And Falco's can fly off the top of the stage and kill itself.


----------



## Verin Asper (Oct 6, 2008)

Year_of_the_Fox said:


> Yeah, but that's what we have Ike for. He's Fire Emblem, too. And a recent one at that. And Ike's game is US release. I mean, sure, Marth was in the original Fire Emblem and that means something, but still..
> 
> Even if it's supposed to be a different Landmaster, I cant really tell the difference other than a pallet swap. And say Wolf somehow managed to get this Landmaster. Where would he store it? I dont remember them having a craft similar to the Great Fox. I think he should've had something better for a final smash. Though I have to admit, nothing can be more annoying to an arch-rival than stealing their technology and improving upon it (if, it was in fact, improved upon)



Color swap
bit more powerful than Fox FS
Shorter FS Time

Doesnt scream something Starwolf would do (well maybe stealing it and making it better than StarFox version yea) Was expecting something StarWolf would do...not a copy of Starfox


----------



## Dyluck (Oct 6, 2008)

Shoulda been a Wolfen, we know. I honestly don't care that much because I never play with items on anyways.


----------



## Verin Asper (Oct 6, 2008)

David M. Awesome said:


> Shoulda been a Wolfen, we know. I honestly don't care that much because I never play with items on anyways.


Ditto...or like a brief strafing run by the rest of Starwolf


----------



## Kangamutt (Oct 6, 2008)

It may not have been cloning, but it was definitely laziness on their part.

My gripe: my sister. if she sees me playing against link as a CPU (I always use the random choice) she thinks I'm trying to knock her standing on the vs. record down a peg and flips. Frankly I don't give a flying fuck about the records I play for fun. But I always end up reminding her who spent the money for it to be possible to play brawl. Even the Wii at that. Lag, too.


----------



## Verin Asper (Oct 6, 2008)

Kangaroo_Boy said:


> It may not have been cloning, but it was definitely laziness on their part.
> 
> My gripe: my sister. if she sees me playing against link as a CPU (I always use the random choice) she thinks I'm trying to knock her standing on the vs. record down a peg and flips. Frankly I don't give a flying fuck about the records I play for fun. But I always end up reminding her who spent the money for it to be possible to play brawl. Even the Wii at that. Lag, too.


yea since Fox, Falco and Wolf's Landmaster differernt just look the same.


----------



## Enigmaticat (Oct 6, 2008)

David M. Awesome said:


> Shoulda been a Wolfen, we know. I honestly don't care that much because I never play with items on anyways.

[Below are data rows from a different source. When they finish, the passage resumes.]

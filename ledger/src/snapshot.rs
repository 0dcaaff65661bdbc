//! Ledger snapshots: capture the full election state for persistence.
//!
//! A snapshot holds everything needed to resume an election: the phase and
//! vote opening time, the roster with balances and vote counts, the voter
//! records, the issued participation tokens and the role table. Listeners
//! and the in-memory audit log are not part of it.

use std::collections::{BTreeSet, HashMap};
use std::sync::Arc;

use election_registry::{CandidateRegistry, RegistrySnapshot};
use election_token::{IssuerSnapshot, UniquenessTokenIssuer};
use election_types::{Clock, Phase, Principal};
use election_workflow::{WorkflowEngine, WorkflowState};
use serde::{Deserialize, Serialize};

use crate::access::AccessTable;
use crate::error::LedgerError;
use crate::ledger::ElectionLedger;

/// Current snapshot format version.
pub const SNAPSHOT_VERSION: u32 = 1;

/// Serializable election state.
#[derive(Clone, Debug, Serialize, Deserialize)]
pub struct LedgerSnapshot {
    /// Snapshot version for compatibility.
    pub version: u32,
    pub ledger_id: Principal,
    pub workflow: WorkflowState,
    pub registry: RegistrySnapshot,
    pub issuer: IssuerSnapshot,
    /// Voter records sorted by principal so equal states encode identically.
    pub voters: Vec<(Principal, usize)>,
    pub access: AccessTable,
}

impl ElectionLedger {
    pub fn snapshot(&self) -> LedgerSnapshot {
        let mut voters: Vec<(Principal, usize)> =
            self.voters.iter().map(|(p, i)| (*p, *i)).collect();
        voters.sort();
        LedgerSnapshot {
            version: SNAPSHOT_VERSION,
            ledger_id: self.id,
            workflow: self.workflow.state(),
            registry: self.registry.snapshot(),
            issuer: self.issuer.snapshot(),
            voters,
            access: self.access.clone(),
        }
    }

    /// Serialize the election state to bytes.
    pub fn save_state(&self) -> Result<Vec<u8>, LedgerError> {
        bincode::serialize(&self.snapshot()).map_err(|e| LedgerError::Snapshot(e.to_string()))
    }

    /// Restore an election from bytes produced by [`save_state`](Self::save_state).
    pub fn load_state(data: &[u8], clock: Arc<dyn Clock>) -> Result<Self, LedgerError> {
        let snapshot: LedgerSnapshot =
            bincode::deserialize(data).map_err(|e| LedgerError::Snapshot(e.to_string()))?;
        Self::from_snapshot(snapshot, clock)
    }

    pub fn from_snapshot(snapshot: LedgerSnapshot, clock: Arc<dyn Clock>) -> Result<Self, LedgerError> {
        check_consistency(&snapshot).map_err(LedgerError::Snapshot)?;
        let registry = CandidateRegistry::from_snapshot(snapshot.registry);
        let issuer = UniquenessTokenIssuer::from_snapshot(snapshot.issuer);
        let voters: HashMap<Principal, usize> = snapshot.voters.into_iter().collect();
        tracing::info!(
            ledger = %snapshot.ledger_id,
            phase = %snapshot.workflow.phase,
            candidates = registry.len(),
            voters = voters.len(),
            "election state restored"
        );
        Ok(Self::from_parts(
            snapshot.ledger_id,
            WorkflowEngine::from_state(snapshot.workflow),
            registry,
            issuer,
            voters,
            snapshot.access,
            clock,
        ))
    }
}

/// Reject snapshots a running ledger could never have produced.
fn check_consistency(snapshot: &LedgerSnapshot) -> Result<(), String> {
    if snapshot.version != SNAPSHOT_VERSION {
        return Err(format!(
            "unsupported snapshot version {} (expected {SNAPSHOT_VERSION})",
            snapshot.version
        ));
    }

    let WorkflowState {
        phase,
        vote_opened_at,
    } = snapshot.workflow;
    let voting_started = phase >= Phase::Vote;
    if voting_started == vote_opened_at.is_epoch() {
        return Err(format!(
            "vote opening time {vote_opened_at} is inconsistent with phase {phase}"
        ));
    }

    let candidates = &snapshot.registry.candidates;
    if let Some(max_id) = candidates.iter().map(|c| c.id).max() {
        if snapshot.registry.next_id <= max_id {
            return Err(format!(
                "next candidate id {} is not above existing id {max_id}",
                snapshot.registry.next_id
            ));
        }
    }

    if !voting_started && !snapshot.voters.is_empty() {
        return Err(format!("voter records present in phase {phase}"));
    }

    let mut tally = vec![0u64; candidates.len()];
    for (voter, index) in &snapshot.voters {
        let slot = tally
            .get_mut(*index)
            .ok_or_else(|| format!("{voter} voted for index {index} outside the roster"))?;
        *slot += 1;
    }

    // Every voter holds exactly one token and every token belongs to a voter.
    let voter_set: BTreeSet<&Principal> = snapshot.voters.iter().map(|(v, _)| v).collect();
    let holder_set: BTreeSet<&Principal> = snapshot.issuer.owners.iter().collect();
    if voter_set.len() != snapshot.voters.len() {
        return Err("duplicate voter record".into());
    }
    if holder_set.len() != snapshot.issuer.owners.len() {
        return Err("principal holds more than one participation token".into());
    }
    if let Some(orphan) = voter_set.difference(&holder_set).next() {
        return Err(format!("voter record for {orphan} without a participation token"));
    }
    if let Some(holder) = holder_set.difference(&voter_set).next() {
        return Err(format!("token holder {holder} has no voter record"));
    }

    for (index, (candidate, votes)) in candidates.iter().zip(&tally).enumerate() {
        if candidate.vote_count != *votes {
            return Err(format!(
                "candidate {index} records {} votes but {votes} voters chose it",
                candidate.vote_count
            ));
        }
    }
    Ok(())
}
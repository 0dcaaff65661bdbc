//! The four sequential stages of an election.

use crate::error::TypesError;
use serde::{Deserialize, Serialize};
use std::fmt;

/// Workflow phase, ordered by its numeric discriminant.
#[derive(Clone, Copy, Debug, PartialEq, Eq, PartialOrd, Ord, Hash, Serialize, Deserialize)]
#[serde(rename_all = "snake_case")]
#[repr(u8)]
pub enum Phase {
    /// Candidates can be added, updated and deleted.
    RegisterCandidates = 0,
    /// Funders can send value to candidates.
    FoundCandidates = 1,
    /// Ballots can be cast once the vote delay has elapsed.
    Vote = 2,
    /// Terminal: the winner is readable.
    Completed = 3,
}

impl Phase {
    pub const ALL: [Phase; 4] = [
        Phase::RegisterCandidates,
        Phase::FoundCandidates,
        Phase::Vote,
        Phase::Completed,
    ];

    pub fn as_u8(self) -> u8 {
        self as u8
    }

    /// The phase that directly follows this one, if any.
    pub fn next(self) -> Option<Phase> {
        Phase::try_from(self.as_u8() + 1).ok()
    }

    pub fn name(self) -> &'static str {
        match self {
            Phase::RegisterCandidates => "register_candidates",
            Phase::FoundCandidates => "found_candidates",
            Phase::Vote => "vote",
            Phase::Completed => "completed",
        }
    }
}

impl TryFrom<u8> for Phase {
    type Error = TypesError;

    fn try_from(value: u8) -> Result<Self, Self::Error> {
        Phase::ALL
            .get(value as usize)
            .copied()
            .ok_or(TypesError::UnknownPhase(value))
    }
}

impl fmt::Display for Phase {
    fn fmt(&self, f: &mut fmt::Formatter<'_>) -> fmt::Result {
        write!(f, "{}({})", self.name(), self.as_u8())
    }
}
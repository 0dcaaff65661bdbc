//! Candidate registry.
//!
//! Candidates live in an index-addressed roster. Deleting a candidate moves
//! the last candidate into the freed slot, so positions are NOT stable across
//! deletions; every candidate also carries a generated [`CandidateId`] that
//! never changes.
//!
//! The registry also keeps each candidate's accumulated funding and pays it
//! out through a [`PayoutSink`].

pub mod candidate;
pub mod error;
pub mod payout;
pub mod registry;

pub use candidate::{Candidate, CandidateId, CandidateSummaries};
pub use error::RegistryError;
pub use payout::{PayoutRejected, PayoutSink};
pub use registry::{CandidateRegistry, RegistrySnapshot};
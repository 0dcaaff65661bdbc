//! Shared utilities for the election ledger binaries.

pub mod logging;

pub use logging::{init_logging, LogFormat, UnknownLogFormat};
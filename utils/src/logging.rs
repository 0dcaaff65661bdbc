//! Structured logging initialisation.
//!
//! Two output formats are supported:
//! - [`LogFormat::Human`]: human-readable lines for local runs.
//! - [`LogFormat::Json`]: newline-delimited JSON for log aggregation.
//!
//! `RUST_LOG` overrides the caller-supplied `level` string when set
//! (e.g. `"info"`, `"debug,election_ledger=trace"`).

use serde::{Deserialize, Serialize};
use std::fmt;
use std::str::FromStr;
use tracing_subscriber::{fmt as tfmt, layer::SubscriberExt, util::SubscriberInitExt, EnvFilter};

/// Selects the output format for structured logs.
#[derive(Debug, Clone, Copy, Default, PartialEq, Eq, Serialize, Deserialize)]
#[serde(rename_all = "lowercase")]
pub enum LogFormat {
    #[default]
    Human,
    Json,
}

#[derive(Debug, thiserror::Error, PartialEq, Eq)]
#[error("unknown log format {0:?} (expected \"human\" or \"json\")")]
pub struct UnknownLogFormat(pub String);

impl FromStr for LogFormat {
    type Err = UnknownLogFormat;

    fn from_str(s: &str) -> Result<Self, Self::Err> {
        match s.to_ascii_lowercase().as_str() {
            "human" => Ok(Self::Human),
            "json" => Ok(Self::Json),
            _ => Err(UnknownLogFormat(s.to_string())),
        }
    }
}

impl fmt::Display for LogFormat {
    fn fmt(&self, f: &mut fmt::Formatter<'_>) -> fmt::Result {
        f.write_str(match self {
            Self::Human => "human",
            Self::Json => "json",
        })
    }
}

/// Initialise the global tracing subscriber. Logs go to stderr so stdout
/// stays free for command output.
///
/// Returns `false` if a global subscriber was already installed.
pub fn init_logging(format: LogFormat, level: &str) -> bool {
    let filter = EnvFilter::try_from_default_env().unwrap_or_else(|_| EnvFilter::new(level));

    let installed = match format {
        LogFormat::Human => tracing_subscriber::registry()
            .with(filter)
            .with(tfmt::layer().with_target(true).with_writer(std::io::stderr))
            .try_init(),
        LogFormat::Json => tracing_subscriber::registry()
            .with(filter)
            .with(
                tfmt::layer()
                    .json()
                    .with_target(true)
                    .with_writer(std::io::stderr),
            )
            .try_init(),
    };
    installed.is_ok()
}
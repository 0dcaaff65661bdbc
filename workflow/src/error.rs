use election_types::Phase;
use thiserror::Error;

#[derive(Debug, Error, PartialEq, Eq)]
pub enum WorkflowError {
    #[error("invalid phase transition: current phase is {current}, requested {requested}")]
    SequenceViolation { current: Phase, requested: Phase },

    #[error("the vote phase cannot open at the epoch")]
    OpenedAtEpoch,
}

Falco actually says "I prefer the air" then jumps into a tank..


----------



## Verin Asper (Oct 6, 2008)

Silibus said:


> Falco actually says "I prefer the air" then jumps into a tank..


oh gawd...he does @_@...nintendo was lazeh...
wtf...no Mario Tornado but now replaced with Fludd?
can someone tell me what its purpose is?


----------



## Kangamutt (Oct 6, 2008)

Silibus said:


> Falco actually says "I prefer the air" then jumps into a tank..


 How ironic.


			
				Sideshow Mel said:
			
		

> I don't know what is killing me more; the fire or the irony!
> Can you believe it's the irony!?


----------



## Enigmaticat (Oct 6, 2008)

Desume Crysis Kaiser said:


> oh gawd...he does @_@...nintendo was lazeh...
> wtf...no Mario Tornado but now replaced with Fludd?
> can someone tell me what its purpose is?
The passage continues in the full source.